In 1980, the subsidiary Plantextrakt was founded, which entered the plant extract business. In 1986, the MartinBauer company developed a new technology for decaffeinating black tea.

In 1998, MartinBauer acquired the German company Paul Müggenburg in Alveslohe near Hamburg, also a producer of plant-based raw materials. MartinBauer took over their 150 employees.

Since the 1990s, MartinBauer has increasingly entered the international market. It opened locations in Spain, Italy, the United States, Turkey, and China, among other countries.

In 2002, the MB-Holding GmbH & Co KG was founded as the parent company for different subsidiaries of the Martin Bauer Group.

At the start of 2022, the name "MartinBauer" was introduced for the main brand and a leaf was introduced as the new company logo.

MartinBauer targets climate neutrality for their company by 2030.

== Corporate structure ==
Since the re-organization of the company, the MB-Holding GmbH & Co KG is the parent company of several subsidiaries. The subsidiaries of the holding company together form the so-called "the nature network". In 2021, the network had more than 4300 employees and more than 30 locations in 15 countries.

The third and fourth generation of the Bauer family are still involved in the family business as members of the executive board.

In addition to MartinBauer brand, the network consists of three other business divisions:
- Finzelberg, a division in Andernach and part of the company since 1986. Finzelberg, which was originally founded in 1875, is responsible for the development and production of herbal active ingredients for the pharmaceutical and healthcare markets.
- PhytoLab, a consultancy and testing laboratory for the analysis and approval of herbal products (including drugs) for the pharmaceutical industry, and also for other industries like healthcare products, food, and cosmetics. Next to the products of MartinBauer, it also tests the products of several other companies. PhytoLab was founded out of the quality control department of the MartinBauer company in 1993. It is also located in Vestenbergsgreuth.
- Europlant Group, a manufacturer of liquid herbal pharmaceuticals and medicinal teas. The company is located in Eastern Europe.

== Products ==
MartinBauer manufactures and supplies herbal and fruit teas, botanicals, tinctures, powders, and nutritional supplements.
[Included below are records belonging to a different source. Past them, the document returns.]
//! Core state tree types.
//!
//! This module contains the structural side of a state machine:
//! - [`State`] and its variants, ports and outcomes
//! - Container structure: children, transitions, data flows, scoped variables
//! - Library references and resolvers
//! - Identifier allocation, change events and execution history
//!
//! Running a tree lives in [`crate::execution`].

mod container;
mod error;
mod events;
mod history;
mod ids;
mod library;
mod outcome;
mod port;
mod state;

pub use container::{DataFlow, Transition};
pub use error::{ElementKind, StateError};
pub use events::{EventLog, StateChange, StateEvent, StateObserver};
pub use history::{ExecutionHistory, ExecutionStep};
pub use ids::{DataFlowId, IdAllocator, IdStrategy, OutcomeId, PortId, StateId, TransitionId};
pub use library::{InMemoryLibrary, LibraryReference, LibraryResolver};
pub use outcome::{
    is_terminal_id, unique_outcome_name, Outcome, ABORTED, ABORTED_NAME, PREEMPTED,
    PREEMPTED_NAME, SUCCESS, SUCCESS_NAME,
};
pub use port::{DataPort, DataType, PortDirection};
pub use state::{State, StateKind, DEFAULT_OUTCOME_IDS, PATH_SEPARATOR};

pub(crate) use state::{Body, ExecutionBody, StateData};
pub(crate) use container::ContainerData;
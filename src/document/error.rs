//! Document error types.

use crate::core::{StateError, StateId};
use thiserror::Error;

/// Errors that can occur when encoding or decoding state documents.
#[derive(Debug, Error)]
pub enum DocumentError {
    /// Serialization to JSON failed
    #[error("Serialization failed: {0}")]
    SerializationFailed(String),

    /// Deserialization from JSON failed
    #[error("Deserialization failed: {0}")]
    DeserializationFailed(String),

    /// Document version is not supported by this version
    #[error("Unsupported document version {found}, supported: {supported}")]
    UnsupportedVersion { found: u32, supported: u32 },

    #[error("Execution state '{0}' has no script key")]
    MissingScriptKey(StateId),

    #[error("No script registered under '{0}'")]
    UnknownScript(String),

    /// The described tree breaks a structural rule
    #[error("Invalid document: {0}")]
    Invalid(#[from] StateError),
}
//! Statecraft: hierarchical, concurrent state machine execution
//!
//! A state machine is a tree of [`State`]s. Leaves run user scripts;
//! containers sequence their children (hierarchy states) or run them side
//! by side (preemptive and barrier concurrency states). Library states embed
//! a private copy of a shared template.
//!
//! Data moves along typed ports, control moves along outcome transitions,
//! and preemption is cooperative: stopping a state cancels the token its
//! subtree observes.
//!
//! # Core Concepts
//!
//! - **State**: a node with ports, outcomes and, for containers, children
//! - **Transitions**: map a child's outcome to the next child or to a
//!   container outcome
//! - **Data flows**: connect output ports to input ports inside a container
//! - **Execution**: [`execution::StateMachineExecutor`] runs a root tree to
//!   a final outcome
//!
//! # Example
//!
//! ```rust
//! use statecraft::builder::StateBuilder;
//! use statecraft::core::{DataType, IdAllocator, SUCCESS};
//! use statecraft::execution::{script_fn, ExecutionConfig, ScriptContext, ScriptError, StateMachineExecutor};
//! use serde_json::json;
//!
//! # #[tokio::main(flavor = "current_thread")]
//! # async fn main() {
//! let ids = IdAllocator::new();
//! let double = script_fn(|ctx: ScriptContext| async move {
//!     let x: i64 = ctx.input_as("x")?;
//!     ctx.set_output("y", json!(x * 2));
//!     Ok::<_, ScriptError>(SUCCESS)
//! });
//!
//! let root = StateBuilder::hierarchy("root")
//!     .input("x", DataType::Int, None)
//!     .output("y", DataType::Int, None)
//!     .child(
//!         StateBuilder::execution("double", double)
//!             .input("x", DataType::Int, None)
//!             .output("y", DataType::Int, None),
//!     )
//!     .exit("double", "success", "success")
//!     .data_flow(".", "x", "double", "x")
//!     .data_flow("double", "y", ".", "y")
//!     .build(&ids)
//!     .unwrap();
//!
//! let executor = StateMachineExecutor::new(root, ExecutionConfig::default());
//! let outcome = executor.run_to_completion(Some(json!({ "x": 21 }))).await.unwrap();
//! assert_eq!(outcome.id, SUCCESS);
//! assert_eq!(executor.root().runtime_output()["y"], json!(42));
//! # }
//! ```

pub mod builder;
pub mod core;
pub mod document;
pub mod execution;
pub mod validation;

// Re-export commonly used types
pub use builder::StateBuilder;
pub use core::{IdAllocator, Outcome, State, StateError, StateKind};
pub use execution::{RunContext, StateMachineExecutor};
The company works with more than 200 raw materials from over 400 raw material suppliers in over 80 countries. In 2011, MartinBauer implemented the so-called mabagrown standard to enhance product quality, transparency, and sustainability across a broader portion of the supply chain. The product standard is accepted by the Rainforest Alliance and by the Union for Ethical Biotrade.

== Sponsoring ==
MartinBauer is the main sponsor for the football club TSV Vestenbergsgreuth since its founding in 1974. In 1995, the first men's soccer team TSV and the Spielvereinigung Fürth joined forces and became the SpVgg Greuther Fürth, which is also sponsored by MartinBauer.